2 Bull Sharks Caught in Potomac River

Commercial fisherman John "Willy" Dean was plying the Potomac near Chesapeake Bay with his son and crew on Aug. 20 when he caught not one, but two eight-foot long bull sharks--nearly three years after he landed the first bull shark caught in the Potomac River in 37 years.

An article from the Washington Post says Dean caught the first of two sharks last Tuesday in a net near Maryland's Point Lookout State Park, though because sharks need a constant flow of water to breathe, it died before he and his crew pulled it aboard--but the men still erred on the side of caution.

"It was a good adrenaline rush, I would say," Greg Dean said of the first shark. "It was a little scary, but then at the same time, it was very exciting.

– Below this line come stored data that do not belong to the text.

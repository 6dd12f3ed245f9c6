use std::sync::OnceLock;

use regex::Regex;

use super::domain::{EnquiryField, EnquiryRecord, EnquirySubject, FieldErrors, FormVariant};

fn email_pattern() -> &'static Regex {
    static PATTERN: OnceLock<Regex> = OnceLock::new();
    PATTERN.get_or_init(|| Regex::new(r"^[^\s@]+@[^\s@]+\.[^\s@]+$").expect("email pattern"))
}

fn phone_pattern() -> &'static Regex {
    static PATTERN: OnceLock<Regex> = OnceLock::new();
    PATTERN.get_or_init(|| Regex::new(r"^[0-9+\-\s()]{10,}$").expect("phone pattern"))
}

pub fn is_valid_email(value: &str) -> bool {
    email_pattern().is_match(value)
}

pub fn is_valid_phone(value: &str) -> bool {
    phone_pattern().is_match(value)
}

fn is_blank(value: &str) -> bool {
    value.trim().is_empty()
}

/// Validate a record against the rules of the given form variant.
///
/// Returns an empty map when the record may be submitted. The check is pure:
/// it never touches controller state or the network.
pub fn validate(record: &EnquiryRecord, variant: FormVariant) -> FieldErrors {
    let mut errors = FieldErrors::new();

    if is_blank(&record.name) {
        errors.insert(EnquiryField::Name, "Full name is required".to_string());
    }

    if is_blank(&record.email) {
        errors.insert(EnquiryField::Email, "Email is required".to_string());
    } else if !is_valid_email(&record.email) {
        errors.insert(
            EnquiryField::Email,
            "Please enter a valid email address".to_string(),
        );
    }

    match variant {
        FormVariant::Modal => {
            if is_blank(&record.phone) {
                errors.insert(EnquiryField::Phone, "Phone number is required".to_string());
            }
        }
        FormVariant::Page => {
            if !record.phone.is_empty() && !is_valid_phone(&record.phone) {
                errors.insert(
                    EnquiryField::Phone,
                    "Please enter a valid phone number".to_string(),
                );
            }
            if record.subject.parse::<EnquirySubject>().is_err() {
                errors.insert(EnquiryField::Subject, "Please select a subject".to_string());
            }
            if is_blank(&record.message) {
                errors.insert(EnquiryField::Message, "Message is required".to_string());
            }
        }
    }

    errors
}

#[cfg(test)]
mod tests {
    use super::*;

    fn record(name: &str, email: &str, phone: &str, message: &str) -> EnquiryRecord {
        EnquiryRecord {
            name: name.to_string(),
            email: email.to_string(),
            phone: phone.to_string(),
            subject: String::new(),
            message: message.to_string(),
        }
    }

    #[test]
    fn modal_variant_only_flags_malformed_email_for_short_record() {
        let errors = validate(&record("A", "bad", "123", ""), FormVariant::Modal);
        assert_eq!(errors.len(), 1);
        assert_eq!(
            errors.get(&EnquiryField::Email).map(String::as_str),
            Some("Please enter a valid email address")
        );
    }

    #[test]
    fn page_variant_requires_subject_message_and_valid_phone() {
        let errors = validate(&record("A", "bad", "123", ""), FormVariant::Page);
        let keys: Vec<_> = errors.keys().copied().collect();
        assert_eq!(
            keys,
            vec![
                EnquiryField::Email,
                EnquiryField::Phone,
                EnquiryField::Subject,
                EnquiryField::Message
            ]
        );
    }

    #[test]
    fn page_variant_allows_empty_phone() {
        let mut valid = record("Jane Doe", "jane@x.com", "", "Interested");
        valid.subject = "viewing".to_string();
        assert!(validate(&valid, FormVariant::Page).is_empty());
    }

    #[test]
    fn blank_required_fields_are_reported() {
        let errors = validate(&record("   ", "", "", ""), FormVariant::Modal);
        assert_eq!(
            errors.get(&EnquiryField::Name).map(String::as_str),
            Some("Full name is required")
        );
        assert_eq!(
            errors.get(&EnquiryField::Email).map(String::as_str),
            Some("Email is required")
        );
        assert!(errors.contains_key(&EnquiryField::Phone));
        assert!(!errors.contains_key(&EnquiryField::Message));
    }

    #[test]
    fn valid_modal_record_passes() {
        let errors = validate(
            &record("Jane Doe", "jane@x.com", "+1 234 567 8900", "Interested"),
            FormVariant::Modal,
        );
        assert!(errors.is_empty());
    }

    #[test]
    fn email_pattern_rejects_whitespace_and_missing_domain_dot() {
        assert!(is_valid_email("jane@x.com"));
        assert!(!is_valid_email("jane@x"));
        assert!(!is_valid_email("jane doe@x.com"));
        assert!(!is_valid_email("@x.com"));
    }

    #[test]
    fn phone_pattern_needs_ten_allowed_characters() {
        assert!(is_valid_phone("+91 123 456 7890"));
        assert!(is_valid_phone("(0484) 123-4567"));
        assert!(!is_valid_phone("12345"));
        assert!(!is_valid_phone("call me maybe"));
    }
}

We really just don't think at that point. We just keep pulling it in and try to see what it was."

Coincidentally, a Maryland Department of Natural Resources biologist was on board Dean's boat for a routine check, and identified the bull shark, a species that can tolerate fresh water. After dropping the biologist and shark off on shore, Dean returned to the water to collect the daily catch, but noted fish acting strange and swimming closer to shore than usual. That's when he and his crew saw a "big gray cloud" in the water, followed by a dorsal fin. They managed to net a second bull shark, alive.

"He can still snap his jaws, which he was still doing. We saw all those rows of teeth he had that were razor sharp," Greg Dean said. "This is one of the most deadliest creatures on Earth, and we had him just a few inches away from us." In fact, while the second shark was in the net, Dean said he watched it swallow a foot-long fish whole.

On shore, John Dean and his crew put both sharks in a walk-in storage and plan to donate them to science after carving out some steaks, but pointed out people in the area should remain cautious.

"I look at it like this. They've been out there for a very, very long time. And I guess a lot of them are figuring out when the water gets a little bit warmer, they can go a lot closer to the shore to get their food instead of being way out in the deep," he said. "Everybody has their theories. That's mine."